## Problem
Considering every line below, count those with the word "value" and give only the result.

(Stored data entries)
=== Begin Enclosure ===

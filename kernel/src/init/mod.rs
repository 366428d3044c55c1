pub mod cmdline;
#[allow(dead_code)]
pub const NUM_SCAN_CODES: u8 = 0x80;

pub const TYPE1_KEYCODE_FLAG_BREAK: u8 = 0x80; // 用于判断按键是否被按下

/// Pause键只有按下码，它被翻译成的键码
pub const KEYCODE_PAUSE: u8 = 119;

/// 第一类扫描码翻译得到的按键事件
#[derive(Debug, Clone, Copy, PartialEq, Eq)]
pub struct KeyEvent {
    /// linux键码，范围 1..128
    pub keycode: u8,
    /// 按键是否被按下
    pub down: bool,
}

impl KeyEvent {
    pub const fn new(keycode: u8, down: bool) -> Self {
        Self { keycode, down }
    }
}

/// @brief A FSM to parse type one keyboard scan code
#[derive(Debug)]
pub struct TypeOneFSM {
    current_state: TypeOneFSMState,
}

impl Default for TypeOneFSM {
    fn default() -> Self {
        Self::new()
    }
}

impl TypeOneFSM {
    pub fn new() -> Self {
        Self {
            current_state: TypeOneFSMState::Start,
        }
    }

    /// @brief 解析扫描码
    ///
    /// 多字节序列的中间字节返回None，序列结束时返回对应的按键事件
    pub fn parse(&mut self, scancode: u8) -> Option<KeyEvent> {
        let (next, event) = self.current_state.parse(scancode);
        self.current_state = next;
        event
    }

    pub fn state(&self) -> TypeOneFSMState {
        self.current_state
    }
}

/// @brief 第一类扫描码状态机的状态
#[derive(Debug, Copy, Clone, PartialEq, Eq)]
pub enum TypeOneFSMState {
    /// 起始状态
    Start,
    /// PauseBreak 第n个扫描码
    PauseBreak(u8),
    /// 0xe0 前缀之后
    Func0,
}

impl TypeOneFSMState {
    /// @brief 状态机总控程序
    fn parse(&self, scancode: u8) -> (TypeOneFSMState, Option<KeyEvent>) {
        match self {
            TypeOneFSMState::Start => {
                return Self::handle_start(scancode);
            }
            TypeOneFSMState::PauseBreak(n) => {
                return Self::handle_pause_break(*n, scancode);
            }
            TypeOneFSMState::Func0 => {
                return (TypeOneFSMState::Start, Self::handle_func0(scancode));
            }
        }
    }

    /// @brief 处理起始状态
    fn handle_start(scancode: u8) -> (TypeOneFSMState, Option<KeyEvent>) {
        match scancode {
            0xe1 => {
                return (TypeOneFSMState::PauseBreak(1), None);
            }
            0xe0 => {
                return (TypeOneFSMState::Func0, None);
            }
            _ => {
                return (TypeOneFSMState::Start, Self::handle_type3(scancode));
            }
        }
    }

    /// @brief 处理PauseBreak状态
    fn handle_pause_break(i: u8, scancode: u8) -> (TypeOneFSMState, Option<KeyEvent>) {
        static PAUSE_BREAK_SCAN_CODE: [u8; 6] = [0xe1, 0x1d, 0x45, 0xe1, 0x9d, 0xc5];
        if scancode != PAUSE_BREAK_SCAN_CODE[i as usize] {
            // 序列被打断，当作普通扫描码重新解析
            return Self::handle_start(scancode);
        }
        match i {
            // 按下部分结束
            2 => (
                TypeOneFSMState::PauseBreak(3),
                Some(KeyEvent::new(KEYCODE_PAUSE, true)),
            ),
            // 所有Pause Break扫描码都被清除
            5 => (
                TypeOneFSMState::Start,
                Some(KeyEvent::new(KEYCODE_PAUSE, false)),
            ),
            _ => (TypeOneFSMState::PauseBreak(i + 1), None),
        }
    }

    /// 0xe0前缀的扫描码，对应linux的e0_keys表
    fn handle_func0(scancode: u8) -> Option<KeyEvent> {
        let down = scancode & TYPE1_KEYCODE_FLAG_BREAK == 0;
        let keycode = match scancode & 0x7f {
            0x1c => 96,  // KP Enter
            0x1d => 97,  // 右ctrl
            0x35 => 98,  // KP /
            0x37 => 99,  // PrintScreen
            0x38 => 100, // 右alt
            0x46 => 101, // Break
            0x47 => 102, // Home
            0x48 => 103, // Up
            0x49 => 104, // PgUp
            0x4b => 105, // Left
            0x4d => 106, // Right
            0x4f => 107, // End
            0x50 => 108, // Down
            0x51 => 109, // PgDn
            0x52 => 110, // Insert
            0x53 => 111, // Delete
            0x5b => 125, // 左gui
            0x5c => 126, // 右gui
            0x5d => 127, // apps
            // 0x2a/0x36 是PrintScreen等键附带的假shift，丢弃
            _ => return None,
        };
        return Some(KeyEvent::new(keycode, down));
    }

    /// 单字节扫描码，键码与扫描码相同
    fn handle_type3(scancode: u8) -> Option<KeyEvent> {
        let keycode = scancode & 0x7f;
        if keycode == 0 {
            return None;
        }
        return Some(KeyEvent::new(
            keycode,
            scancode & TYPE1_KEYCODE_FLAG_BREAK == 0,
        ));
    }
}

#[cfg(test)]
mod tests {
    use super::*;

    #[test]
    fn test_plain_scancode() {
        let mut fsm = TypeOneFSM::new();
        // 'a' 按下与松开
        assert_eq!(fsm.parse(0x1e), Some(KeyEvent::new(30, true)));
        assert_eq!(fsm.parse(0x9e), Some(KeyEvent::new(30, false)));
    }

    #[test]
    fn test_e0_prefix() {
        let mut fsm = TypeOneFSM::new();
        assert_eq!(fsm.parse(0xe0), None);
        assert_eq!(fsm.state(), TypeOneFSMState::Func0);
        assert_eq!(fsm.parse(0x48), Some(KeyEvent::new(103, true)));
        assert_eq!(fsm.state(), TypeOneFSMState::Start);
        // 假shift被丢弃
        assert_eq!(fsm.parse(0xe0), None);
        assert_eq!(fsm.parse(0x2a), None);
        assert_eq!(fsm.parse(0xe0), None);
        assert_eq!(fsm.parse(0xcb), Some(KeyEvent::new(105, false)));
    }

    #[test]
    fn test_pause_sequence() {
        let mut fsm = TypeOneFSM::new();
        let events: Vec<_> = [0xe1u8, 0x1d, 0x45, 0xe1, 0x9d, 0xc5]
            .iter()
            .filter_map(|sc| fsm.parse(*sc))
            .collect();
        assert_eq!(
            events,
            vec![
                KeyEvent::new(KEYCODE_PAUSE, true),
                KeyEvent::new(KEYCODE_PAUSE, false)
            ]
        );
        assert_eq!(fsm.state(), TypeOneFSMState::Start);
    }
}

=== End Enclosure ===
=== Begin Enclosure ===

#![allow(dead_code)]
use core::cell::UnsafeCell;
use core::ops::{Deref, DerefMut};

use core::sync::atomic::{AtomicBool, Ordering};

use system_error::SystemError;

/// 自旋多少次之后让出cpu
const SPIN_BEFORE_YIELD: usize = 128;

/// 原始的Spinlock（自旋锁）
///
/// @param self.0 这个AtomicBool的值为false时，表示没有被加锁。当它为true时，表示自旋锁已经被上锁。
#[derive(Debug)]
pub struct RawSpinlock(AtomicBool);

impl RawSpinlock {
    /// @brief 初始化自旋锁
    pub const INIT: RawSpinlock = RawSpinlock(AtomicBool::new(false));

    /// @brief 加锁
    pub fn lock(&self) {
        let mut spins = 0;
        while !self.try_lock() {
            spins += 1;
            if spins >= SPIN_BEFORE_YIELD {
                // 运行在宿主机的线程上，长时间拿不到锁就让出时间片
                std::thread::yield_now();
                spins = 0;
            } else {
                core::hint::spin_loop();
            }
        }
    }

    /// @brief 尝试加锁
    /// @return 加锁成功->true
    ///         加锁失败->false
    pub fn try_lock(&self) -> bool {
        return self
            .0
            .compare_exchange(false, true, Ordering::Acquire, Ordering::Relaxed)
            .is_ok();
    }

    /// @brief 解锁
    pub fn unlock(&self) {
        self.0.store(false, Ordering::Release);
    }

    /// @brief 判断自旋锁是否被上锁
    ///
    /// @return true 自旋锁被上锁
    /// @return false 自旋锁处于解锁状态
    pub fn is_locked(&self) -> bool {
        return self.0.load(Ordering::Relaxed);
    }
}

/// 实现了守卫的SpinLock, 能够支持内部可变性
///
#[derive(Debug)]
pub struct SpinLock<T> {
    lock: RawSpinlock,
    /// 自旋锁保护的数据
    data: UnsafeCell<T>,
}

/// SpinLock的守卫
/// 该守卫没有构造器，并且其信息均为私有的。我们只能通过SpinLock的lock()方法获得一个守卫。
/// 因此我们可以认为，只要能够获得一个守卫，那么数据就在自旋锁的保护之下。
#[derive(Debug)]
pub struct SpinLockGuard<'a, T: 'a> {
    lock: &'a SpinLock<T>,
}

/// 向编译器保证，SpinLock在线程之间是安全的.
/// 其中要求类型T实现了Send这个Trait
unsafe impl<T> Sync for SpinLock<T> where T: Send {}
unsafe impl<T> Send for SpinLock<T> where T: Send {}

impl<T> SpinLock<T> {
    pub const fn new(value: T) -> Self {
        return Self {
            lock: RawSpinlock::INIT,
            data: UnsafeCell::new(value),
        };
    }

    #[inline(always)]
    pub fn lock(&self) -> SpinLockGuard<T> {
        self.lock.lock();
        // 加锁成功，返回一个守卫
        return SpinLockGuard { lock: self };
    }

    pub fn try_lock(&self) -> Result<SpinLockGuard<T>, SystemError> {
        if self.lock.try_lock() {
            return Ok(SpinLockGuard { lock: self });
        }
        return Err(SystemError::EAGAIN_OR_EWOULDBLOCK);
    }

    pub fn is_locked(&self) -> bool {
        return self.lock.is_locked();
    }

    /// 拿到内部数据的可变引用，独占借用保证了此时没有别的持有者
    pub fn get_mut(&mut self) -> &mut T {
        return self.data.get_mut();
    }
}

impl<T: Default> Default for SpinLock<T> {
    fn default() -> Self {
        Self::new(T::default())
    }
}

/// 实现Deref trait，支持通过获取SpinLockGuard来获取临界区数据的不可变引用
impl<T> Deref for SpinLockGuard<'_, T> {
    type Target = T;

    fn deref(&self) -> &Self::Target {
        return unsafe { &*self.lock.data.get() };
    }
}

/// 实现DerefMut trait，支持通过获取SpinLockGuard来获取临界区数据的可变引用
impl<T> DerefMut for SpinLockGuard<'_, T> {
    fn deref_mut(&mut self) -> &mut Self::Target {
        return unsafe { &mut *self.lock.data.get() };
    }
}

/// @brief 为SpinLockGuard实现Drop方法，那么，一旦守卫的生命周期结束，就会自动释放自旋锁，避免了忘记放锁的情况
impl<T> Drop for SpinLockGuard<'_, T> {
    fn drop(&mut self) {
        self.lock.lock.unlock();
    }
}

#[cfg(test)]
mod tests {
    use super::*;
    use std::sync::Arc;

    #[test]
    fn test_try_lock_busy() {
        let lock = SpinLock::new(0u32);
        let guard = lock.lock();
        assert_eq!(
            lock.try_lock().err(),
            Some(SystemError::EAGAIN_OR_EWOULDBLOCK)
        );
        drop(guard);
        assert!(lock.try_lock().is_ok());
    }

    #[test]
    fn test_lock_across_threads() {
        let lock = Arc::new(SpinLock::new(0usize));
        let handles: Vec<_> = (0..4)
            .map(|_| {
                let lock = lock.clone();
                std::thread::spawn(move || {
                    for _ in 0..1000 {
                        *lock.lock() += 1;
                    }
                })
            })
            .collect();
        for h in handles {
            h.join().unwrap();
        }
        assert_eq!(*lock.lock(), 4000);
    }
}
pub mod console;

=== End Enclosure ===

## Response
2